Tatkräftig und finanziell unterstützt wurde der Polio-Verband durch den Rotary-Club Roth. Kein Zufall. Rotary International hat in den vergangenen 15 Jahren eine Milliarde Euro ausgegeben, um Polio weltweit auszurotten. In Deutschland ist dies bereits gelungen. Der bislang letzte Fall der tückischen Krankheit wurde 1990 registriert. Dass man in Sachen Prävention nicht nachlassen darf, beweist Syrien. Infolge des Bürgerkriegs sind Impfungen nicht mehr flächendeckend gewährleistet und Polio flammt wieder auf.

Hauptthemen der Tagung waren Vorträge zu Therapien für Post-Polio-Patienten. Insbesondere regelmäßige und dosierte Physiotherapie kann helfen, die Muskulatur zu stabilisieren und die eigene Mobilität auch ohne Hilfsmittel zu erhalten. Aber auch hier gibt es Kämpfe. So tritt der Bundesverband Polio für eine Dauerverordnung für jeden Polio-Patienten ein. „Damit wir nicht vierteljährlich fürs Rezept zum Arzt müssen", begründet Thea Krach diese Forderung.

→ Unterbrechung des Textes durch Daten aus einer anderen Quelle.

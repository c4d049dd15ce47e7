//! Unified application error types for BJDMS.
//!
//! All crates map their internal errors into [`AppError`] so that the `?`
//! operator carries a single error type up to the HTTP boundary, where the
//! [`ErrorKind`] decides the status code and the stable machine code.

use std::fmt;
use thiserror::Error;

/// Top-level error kind categorization used across the entire application.
#[derive(Debug, Clone, Copy, PartialEq, Eq, Hash, serde::Serialize, serde::Deserialize)]
pub enum ErrorKind {
    /// Unknown phone number or wrong password. Deliberately indistinguishable.
    InvalidCredentials,
    /// Too many failed logins; the account is temporarily locked.
    AccountLocked,
    /// The account has been deactivated.
    AccountInactive,
    /// Missing, malformed, or cryptographically invalid bearer token.
    InvalidToken,
    /// The token signature is fine but its lifetime has passed.
    ExpiredToken,
    /// The token is valid but its session is gone or it was revoked.
    SessionInactive,
    /// The caller is authenticated but not allowed to act on the target.
    Forbidden,
    /// Input validation failed.
    Validation,
    /// The requested resource was not found.
    NotFound,
    /// A rate limit was exceeded.
    RateLimit,
    /// An internal server error occurred.
    Internal,
    /// A database error occurred.
    Database,
    /// A cache or session store error occurred.
    Cache,
    /// A configuration error occurred.
    Configuration,
    /// A serialization/deserialization error occurred.
    Serialization,
    /// A dependency is unreachable or timed out.
    ServiceUnavailable,
}

impl ErrorKind {
    /// Whether this kind represents a server-side fault rather than a client error.
    pub fn is_server_fault(&self) -> bool {
        matches!(
            self,
            Self::Internal
                | Self::Database
                | Self::Cache
                | Self::Configuration
                | Self::Serialization
                | Self::ServiceUnavailable
        )
    }
}

impl fmt::Display for ErrorKind {
    fn fmt(&self, f: &mut fmt::Formatter<'_>) -> fmt::Result {
        match self {
            Self::InvalidCredentials => write!(f, "INVALID_CREDENTIALS"),
            Self::AccountLocked => write!(f, "ACCOUNT_LOCKED"),
            Self::AccountInactive => write!(f, "ACCOUNT_INACTIVE"),
            Self::InvalidToken => write!(f, "INVALID_TOKEN"),
            Self::ExpiredToken => write!(f, "TOKEN_EXPIRED"),
            Self::SessionInactive => write!(f, "SESSION_INACTIVE"),
            Self::Forbidden => write!(f, "FORBIDDEN"),
            Self::Validation => write!(f, "VALIDATION_ERROR"),
            Self::NotFound => write!(f, "NOT_FOUND"),
            Self::RateLimit => write!(f, "RATE_LIMITED"),
            Self::Internal => write!(f, "INTERNAL"),
            Self::Database => write!(f, "DATABASE"),
            Self::Cache => write!(f, "CACHE"),
            Self::Configuration => write!(f, "CONFIGURATION"),
            Self::Serialization => write!(f, "SERIALIZATION"),
            Self::ServiceUnavailable => write!(f, "SERVICE_UNAVAILABLE"),
        }
    }
}

/// The unified application error used throughout BJDMS.
#[derive(Debug, Error)]
#[error("{kind}: {message}")]
pub struct AppError {
    /// The category of error.
    pub kind: ErrorKind,
    /// A human-readable error message.
    pub message: String,
    /// Optional underlying cause.
    #[source]
    pub source: Option<Box<dyn std::error::Error + Send + Sync>>,
}

impl AppError {
    /// Create a new application error.
    pub fn new(kind: ErrorKind, message: impl Into<String>) -> Self {
        Self {
            kind,
            message: message.into(),
            source: None,
        }
    }

    /// Create a new application error with an underlying cause.
    pub fn with_source(
        kind: ErrorKind,
        message: impl Into<String>,
        source: impl std::error::Error + Send + Sync + 'static,
    ) -> Self {
        Self {
            kind,
            message: message.into(),
            source: Some(Box::new(source)),
        }
    }

    /// Wrong phone or password.
    pub fn invalid_credentials() -> Self {
        Self::new(ErrorKind::InvalidCredentials, "Invalid phone or password")
    }

    /// Account locked after repeated failures.
    pub fn account_locked() -> Self {
        Self::new(
            ErrorKind::AccountLocked,
            "Account is temporarily locked due to too many failed login attempts",
        )
    }

    /// Account deactivated.
    pub fn account_inactive() -> Self {
        Self::new(ErrorKind::AccountInactive, "Account is inactive")
    }

    /// Create an invalid-token error.
    pub fn invalid_token(message: impl Into<String>) -> Self {
        Self::new(ErrorKind::InvalidToken, message)
    }

    /// Create an expired-token error.
    pub fn expired_token(message: impl Into<String>) -> Self {
        Self::new(ErrorKind::ExpiredToken, message)
    }

    /// Create a session-inactive error.
    pub fn session_inactive(message: impl Into<String>) -> Self {
        Self::new(ErrorKind::SessionInactive, message)
    }

    /// Create a forbidden error.
    pub fn forbidden(message: impl Into<String>) -> Self {
        Self::new(ErrorKind::Forbidden, message)
    }

    /// Create a validation error.
    pub fn validation(message: impl Into<String>) -> Self {
        Self::new(ErrorKind::Validation, message)
    }

    /// Create a not-found error.
    pub fn not_found(message: impl Into<String>) -> Self {
        Self::new(ErrorKind::NotFound, message)
    }

    /// Create a rate-limit error.
    pub fn rate_limited(message: impl Into<String>) -> Self {
        Self::new(ErrorKind::RateLimit, message)
    }

    /// Create an internal error.
    pub fn internal(message: impl Into<String>) -> Self {
        Self::new(ErrorKind::Internal, message)
    }

    /// Create a database error.
    pub fn database(message: impl Into<String>) -> Self {
        Self::new(ErrorKind::Database, message)
    }

    /// Create a cache error.
    pub fn cache(message: impl Into<String>) -> Self {
        Self::new(ErrorKind::Cache, message)
    }

    /// Create a configuration error.
    pub fn configuration(message: impl Into<String>) -> Self {
        Self::new(ErrorKind::Configuration, message)
    }

    /// Create a service-unavailable error.
    pub fn service_unavailable(message: impl Into<String>) -> Self {
        Self::new(ErrorKind::ServiceUnavailable, message)
    }
}

impl Clone for AppError {
    fn clone(&self) -> Self {
        Self {
            kind: self.kind,
            message: self.message.clone(),
            source: None,
        }
    }
}

impl From<serde_json::Error> for AppError {
    fn from(err: serde_json::Error) -> Self {
        Self::with_source(
            ErrorKind::Serialization,
            format!("JSON serialization error: {err}"),
            err,
        )
    }
}

impl From<std::io::Error> for AppError {
    fn from(err: std::io::Error) -> Self {
        Self::with_source(ErrorKind::Internal, format!("I/O error: {err}"), err)
    }
}

impl From<config::ConfigError> for AppError {
    fn from(err: config::ConfigError) -> Self {
        Self::with_source(
            ErrorKind::Configuration,
            format!("Configuration error: {err}"),
            err,
        )
    }
}
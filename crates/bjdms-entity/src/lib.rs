//! # bjdms-entity
//!
//! Domain entity models for BJDMS. Every struct here is either a database row
//! or a value object derived from one. Database rows additionally derive
//! `sqlx::FromRow`.
//!
//! Each domain also declares the narrow store trait the auth core consumes,
//! so the Postgres repositories and the in-memory test stores implement the
//! same contract.

pub mod audit;
pub mod jurisdiction;
pub mod user;
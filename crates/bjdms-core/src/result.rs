//! Convenience result type alias for BJDMS.

use crate::error::AppError;

/// A specialized `Result` type for BJDMS operations.
pub type AppResult<T> = Result<T, AppError>;
//! Client address and user agent, for audit entries and rate limiting.

use std::convert::Infallible;
use std::net::SocketAddr;

use axum::extract::{ConnectInfo, FromRequestParts};
use axum::http::HeaderMap;
use axum::http::header::USER_AGENT;
use axum::http::request::Parts;

use crate::state::AppState;

/// Where a request came from.
#[derive(Debug, Clone, Default, PartialEq, Eq)]
pub struct ClientInfo {
    /// Socket peer address, or the first `X-Forwarded-For` hop when
    /// `server.trust_forwarded_for` is set.
    pub ip_address: Option<String>,
    /// `User-Agent` header.
    pub user_agent: Option<String>,
}

impl ClientInfo {
    /// Read client details from request headers and connection info.
    pub fn from_parts(
        headers: &HeaderMap,
        peer: Option<SocketAddr>,
        trust_forwarded_for: bool,
    ) -> Self {
        let forwarded = if trust_forwarded_for {
            headers
                .get("x-forwarded-for")
                .and_then(|v| v.to_str().ok())
                .and_then(|v| v.split(',').next())
                .map(str::trim)
                .filter(|v| !v.is_empty())
                .map(String::from)
        } else {
            None
        };

        let ip_address = forwarded.or_else(|| peer.map(|addr| addr.ip().to_string()));

        let user_agent = headers
            .get(USER_AGENT)
            .and_then(|v| v.to_str().ok())
            .map(String::from);

        Self {
            ip_address,
            user_agent,
        }
    }

    /// Key used for per-client throttling.
    pub fn rate_limit_key(&self) -> &str {
        self.ip_address.as_deref().unwrap_or("unknown")
    }
}

impl FromRequestParts<AppState> for ClientInfo {
    type Rejection = Infallible;

    async fn from_request_parts(
        parts: &mut Parts,
        state: &AppState,
    ) -> Result<Self, Self::Rejection> {
        let peer = parts
            .extensions
            .get::<ConnectInfo<SocketAddr>>()
            .map(|ConnectInfo(addr)| *addr);
        Ok(Self::from_parts(
            &parts.headers,
            peer,
            state.config.server.trust_forwarded_for,
        ))
    }
}
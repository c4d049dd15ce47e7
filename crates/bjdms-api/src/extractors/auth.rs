//! `AuthenticatedUser` extractor: runs the bearer token guard and hands the
//! caller identity to handlers explicitly.

use axum::extract::FromRequestParts;
use axum::http::header::AUTHORIZATION;
use axum::http::request::Parts;
use uuid::Uuid;

use bjdms_auth::Claims;

use crate::error::ApiError;
use crate::state::AppState;

/// Identity of the caller of a protected route.
#[derive(Debug, Clone)]
pub struct AuthenticatedUser {
    /// The `sub` claim.
    pub user_id: Uuid,
    /// Verified access token claims.
    pub claims: Claims,
}

impl AuthenticatedUser {
    /// Identifier of the presented access token.
    pub fn token_id(&self) -> &str {
        &self.claims.jti
    }
}

impl FromRequestParts<AppState> for AuthenticatedUser {
    type Rejection = ApiError;

    async fn from_request_parts(
        parts: &mut Parts,
        state: &AppState,
    ) -> Result<Self, Self::Rejection> {
        // A scope middleware earlier in the stack may have authenticated already.
        if let Some(user) = parts.extensions.get::<AuthenticatedUser>() {
            return Ok(user.clone());
        }

        let header = parts
            .headers
            .get(AUTHORIZATION)
            .and_then(|v| v.to_str().ok());

        let claims = state.guard.authenticate(header).await?;
        let user = AuthenticatedUser {
            user_id: claims.sub,
            claims,
        };

        parts.extensions.insert(user.clone());
        Ok(user)
    }
}
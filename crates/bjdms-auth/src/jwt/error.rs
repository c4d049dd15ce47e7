//! Token verification failures.

use thiserror::Error;

use bjdms_core::error::AppError;

/// Why a token failed verification.
#[derive(Debug, Clone, Copy, PartialEq, Eq, Error)]
pub enum TokenError {
    /// Not a well-formed token, wrong claims, or wrong token kind.
    #[error("token is malformed")]
    Malformed,
    /// Signature does not verify under the expected secret and algorithm.
    #[error("token signature is invalid")]
    InvalidSignature,
    /// Signature is fine but `exp` has passed.
    #[error("token has expired")]
    Expired,
}

impl From<jsonwebtoken::errors::Error> for TokenError {
    fn from(err: jsonwebtoken::errors::Error) -> Self {
        use jsonwebtoken::errors::ErrorKind;

        match err.kind() {
            ErrorKind::ExpiredSignature => Self::Expired,
            ErrorKind::InvalidSignature | ErrorKind::InvalidAlgorithm => Self::InvalidSignature,
            _ => Self::Malformed,
        }
    }
}

impl From<TokenError> for AppError {
    fn from(err: TokenError) -> Self {
        match err {
            TokenError::Expired => AppError::expired_token("Token has expired"),
            TokenError::InvalidSignature => AppError::invalid_token("Invalid token signature"),
            TokenError::Malformed => AppError::invalid_token("Invalid token"),
        }
    }
}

Auch die Anschaffung von Prothesen und Rollstühlen ist häufig mit Schwierigkeiten verbunden. „Die Kassen nehmen ausschließlich die billigsten Sanitätshäuser", sagt Müller, was oft zu nicht geeigneten Hilfsmitteln führe. Der Weg zum passenden Rollstuhl ist meist quälend lang. „Ohne Einspruch und Klage vor dem Sozialgericht geht gar nichts." Bis zur Entscheidung ist der Mensch mit Behinderung stets erst einmal unversorgt.

Um solche Benachteiligungen zu beseitigen, hat sich 2006 der Bayerische Landesverband Polio gegründet. Er ist einer von neun in der Bundesrepublik. Durch Veranstaltungen, Veröffentlichungen und Lobbyarbeit machen Vorsitzende Susanne Müller und Stellvertreterin Waltraud Joa seither auf die Lebenslagen und Probleme Post-Polio-Betroffener aufmerksam. Der Verband ist als Selbsthilfegruppe organisiert und verfügt in Bayern über zehn Regionalgruppen und drei Kontaktstellen.

Susanne Müller stammt aus Bayreuth. Waldtraud Joa aus Marktoberdorf. Sie ist Behindertenbeauftragte des Landkreises Ostallgäu und sitzt für die SPD im Kreistag. Während der Tagung in Roth wurden beide für ihren Einsatz mit der Ehrennadel des Polio-Bundesverbands ausgezeichnet. Gratuliert haben auch Roths 3.Bürgermeister Hans Raithel und stellvertretender Landrat, Bezirksrat und Kammersteiner 1.Bürgermeister Walter Schnell.